Rétention d'informations

Publié le par Shaya

Quand j'étais en 2de au lycée, un de mes copains s'est suicidé.

 

Je le connaissais depuis que j'étais toute petite, c'était le fils d'un collègue, et ami, de ma mère.

J'avais grandi avec lui meme si on ne se voyait qu'occasionnellement lors de repas ou de fetes.

On s'était retrouvé dans le meme établissement une fois atteint le lycée mais nous n'étions pas du meme age, il était en 1ere quand j'étais une petite 2de.

On se disait bonjour quand on se croisait dans les couloirs, on discutait un peu.

Comme 2 lycéens qui se connaissent mais n'ont pas un groups d'amis communs.

 

Le suicide, terrible fléau de la jeunesse ...

 

Le lycée avait pris des précautions pour annoncer la nouvelle à ses camarades de classe.

Mais moi je n'étais pas dans sa classe.

Pourtant je l'ai appris presque en meme temps qu'eux.

Je passais dans le couloir pour rejoindre ma salle de cours avec une amie. Je me souviens des cris, des pleurs, des élèves qui sortaient de la salle en état de choc.

J'étais avec une amie et on s'était demandé ce qui se passait.

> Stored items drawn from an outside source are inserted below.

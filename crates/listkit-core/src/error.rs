use thiserror::Error;

/// Validation errors raised while constructing domain records.
#[derive(Debug, Error, Clone, PartialEq, Eq)]
pub enum ValidationError {
    #[error("field '{field}' cannot be empty")]
    EmptyField { field: &'static str },

    #[error("timestamp must be RFC3339 UTC (suffix Z): '{value}'")]
    TimestampNotUtc { value: String },

    #[error("currency must be a 3-letter uppercase ISO code: '{value}'")]
    InvalidCurrency { value: String },

    #[error("field '{field}' must be finite")]
    NonFiniteValue { field: &'static str },

    #[error("invalid screen '{value}', expected one of contacts, instruments, sent, received")]
    InvalidScreen { value: String },
}

/// Errors raised while assembling collaborators from configuration.
#[derive(Debug, Error)]
pub enum ConfigError {
    #[error("no API base URL configured; set LISTKIT_API_BASE_URL or use mock mode")]
    MissingBaseUrl,

    #[error("invalid value '{value}' for {name}")]
    InvalidValue { name: &'static str, value: String },
}

/// Top-level error type for core operations outside the load path.
#[derive(Debug, Error)]
pub enum CoreError {
    #[error(transparent)]
    Validation(#[from] ValidationError),

    #[error(transparent)]
    Config(#[from] ConfigError),

    #[error("serialization error: {0}")]
    Serialization(#[from] serde_json::Error),

    #[error("delivery context error: {0}")]
    Delivery(#[from] std::io::Error),
}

Il se trouvait qu'elle connaissait une des filles en pleurs dans le couloir et qu'elle était allée lui poser la question.

 

"Un gars de leur classe s'est suicidé"

"Ah bon? Qui ça?"

"Il s'appelle L."

 

Impossible de se tromper sur la personne en question, il avait un prénom tellement rare.

 

J'avais continué mon chemin vers ma salle de cours trop sous le choc pour parler du gouffre qui venait de s'ouvrir sous mes pieds, pour dire que moi aussi je le connaissais, pour dire que moi aussi j'étais triste.

L. n'était pas seulement mort. Il s'était suicidé.

 

Je n'avais rien dit pendant plusieurs heures, cette nouvelle m'etouffant dans le silence.

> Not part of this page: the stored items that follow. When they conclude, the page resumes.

//! Transport seam under [`HttpRecordsApi`](crate::HttpRecordsApi).
//!
//! The records API only ever issues `GET {base}/{contacts|instruments|transfers}`
//! and reads a JSON body, so a request is a URL, headers and a timeout.
//! [`ReqwestHttpClient`] talks to the network; [`StaticHttpClient`] backs mock
//! mode and tests.

use std::collections::BTreeMap;
use std::fmt::{Display, Formatter};
use std::future::Future;
use std::pin::Pin;
use std::sync::Arc;

/// Credentials sent with every records request, from `LISTKIT_API_TOKEN`.
#[derive(Debug, Clone, PartialEq, Eq)]
pub enum HttpAuth {
    None,
    BearerToken(String),
}

impl HttpAuth {
    pub fn apply(&self, headers: &mut BTreeMap<String, String>) {
        match self {
            Self::None => {}
            Self::BearerToken(token) => {
                headers.insert(String::from("authorization"), format!("Bearer {token}"));
            }
        }
    }
}

/// One records fetch.
#[derive(Debug, Clone, PartialEq, Eq)]
pub struct HttpRequest {
    pub url: String,
    pub headers: BTreeMap<String, String>,
    pub timeout_ms: u64,
}

impl HttpRequest {
    pub fn get(url: impl Into<String>) -> Self {
        Self {
            url: url.into(),
            headers: BTreeMap::new(),
            timeout_ms: 3_000,
        }
    }

    pub fn with_header(mut self, name: impl Into<String>, value: impl Into<String>) -> Self {
        self.headers
            .insert(name.into().to_ascii_lowercase(), value.into());
        self
    }

    pub fn with_auth(mut self, auth: &HttpAuth) -> Self {
        auth.apply(&mut self.headers);
        self
    }

    pub fn with_timeout_ms(mut self, timeout_ms: u64) -> Self {
        self.timeout_ms = timeout_ms;
        self
    }
}

/// Status and raw body of a records fetch; decoding happens in the API layer.
#[derive(Debug, Clone, PartialEq, Eq)]
pub struct HttpResponse {
    pub status: u16,
    pub body: String,
}

impl HttpResponse {
    pub fn ok_json(body: impl Into<String>) -> Self {
        Self {
            status: 200,
            body: body.into(),
        }
    }

    pub fn not_found() -> Self {
        Self {
            status: 404,
            body: String::new(),
        }
    }

    pub const fn is_success(&self) -> bool {
        self.status >= 200 && self.status < 300
    }
}

/// The request never produced a response (timeout, refused connection, broken body).
#[derive(Debug, Clone, PartialEq, Eq)]
pub struct HttpError {
    message: String,
}

impl HttpError {
    pub fn new(message: impl Into<String>) -> Self {
        Self {
            message: message.into(),
        }
    }

    pub fn message(&self) -> &str {
        &self.message
    }
}

impl Display for HttpError {
    fn fmt(&self, f: &mut Formatter<'_>) -> std::fmt::Result {
        f.write_str(&self.message)
    }
}

impl std::error::Error for HttpError {}

/// Future returned by [`HttpClient::execute`].
pub type HttpFuture<'a> = Pin<Box<dyn Future<Output = Result<HttpResponse, HttpError>> + Send + 'a>>;

/// Executes records requests. Non-2xx statuses are responses, not errors.
pub trait HttpClient: Send + Sync {
    fn execute<'a>(
        &'a self,
        request: HttpRequest,
    ) -> HttpFuture<'a>;
}

/// Canned responses keyed by full URL; anything unrouted answers `404`.
#[derive(Debug, Clone, Default)]
pub struct StaticHttpClient {
    routes: BTreeMap<String, HttpResponse>,
}

impl StaticHttpClient {
    pub fn new() -> Self {
        Self::default()
    }

    pub fn with_route(mut self, url: impl Into<String>, response: HttpResponse) -> Self {
        self.routes.insert(url.into(), response);
        self
    }
}

impl HttpClient for StaticHttpClient {
    fn execute<'a>(
        &'a self,
        request: HttpRequest,
    ) -> HttpFuture<'a> {
        Box::pin(async move {
            Ok(self
                .routes
                .get(&request.url)
                .cloned()
                .unwrap_or_else(HttpResponse::not_found))
        })
    }
}

/// Network transport; identifies itself as `listkit/<version>`.
#[derive(Debug, Clone)]
pub struct ReqwestHttpClient {
    client: Arc<reqwest::Client>,
}

impl ReqwestHttpClient {
    pub fn new() -> Self {
        Self {
            client: Arc::new(
                reqwest::Client::builder()
                    .user_agent(concat!("listkit/", env!("CARGO_PKG_VERSION")))
                    .build()
                    .unwrap_or_else(|_| reqwest::Client::new()),
            ),
        }
    }

    pub fn with_client(client: reqwest::Client) -> Self {
        Self {
            client: Arc::new(client),
        }
    }
}

impl Default for ReqwestHttpClient {
    fn default() -> Self {
        Self::new()
    }
}

impl HttpClient for ReqwestHttpClient {
    fn execute<'a>(
        &'a self,
        request: HttpRequest,
    ) -> HttpFuture<'a> {
        Box::pin(async move {
            let mut builder = self
                .client
                .get(&request.url)
                .timeout(std::time::Duration::from_millis(request.timeout_ms));

            for (name, value) in &request.headers {
                builder = builder.header(name, value);
            }

            let response = builder.send().await.map_err(|error| {
                let reason = if error.is_timeout() {
                    "timed out"
                } else if error.is_connect() {
                    "could not connect"
                } else {
                    "failed"
                };
                HttpError::new(format!("GET {} {reason}: {error}", request.url))
            })?;

            let status = response.status().as_u16();
            let body = response
                .text()
                .await
                .map_err(|error| HttpError::new(format!("unreadable body from {}: {error}", request.url)))?;

            Ok(HttpResponse { status, body })
        })
    }
}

Et puis entre deux cours, mes amis avaient commencé à s'engueuler pour un truc con. Un truc très con.

Ca avait été comme un déclencheur. Sans doute parce que je ne supporte pas de voir des gens s'engueuler meme en temps normal (vrai traumatisme d'enfance), je m'étais mise à leur hurler dessus avant de m'enfuir en pleurant à l'infirmerie.

 

Là-bas l'infirmière m'avait demandé ce qui se passait (normal) et j'avais été incapable de lui répondre pendant de longues minutes.

Incapable de le dire : parce que tant que je ne le disais pas, quelque part ça n'existait pas.

Une fois que je l'aurais dit, une fois que j'aurais prononcé la phrase, impossible de revenir en arrière.

L. serait "vraiment" mort.

Forme de déni dans ce cas là.

 

J'avais fini par cracher le morceau mais c'est un exemple tellement typique me concernant.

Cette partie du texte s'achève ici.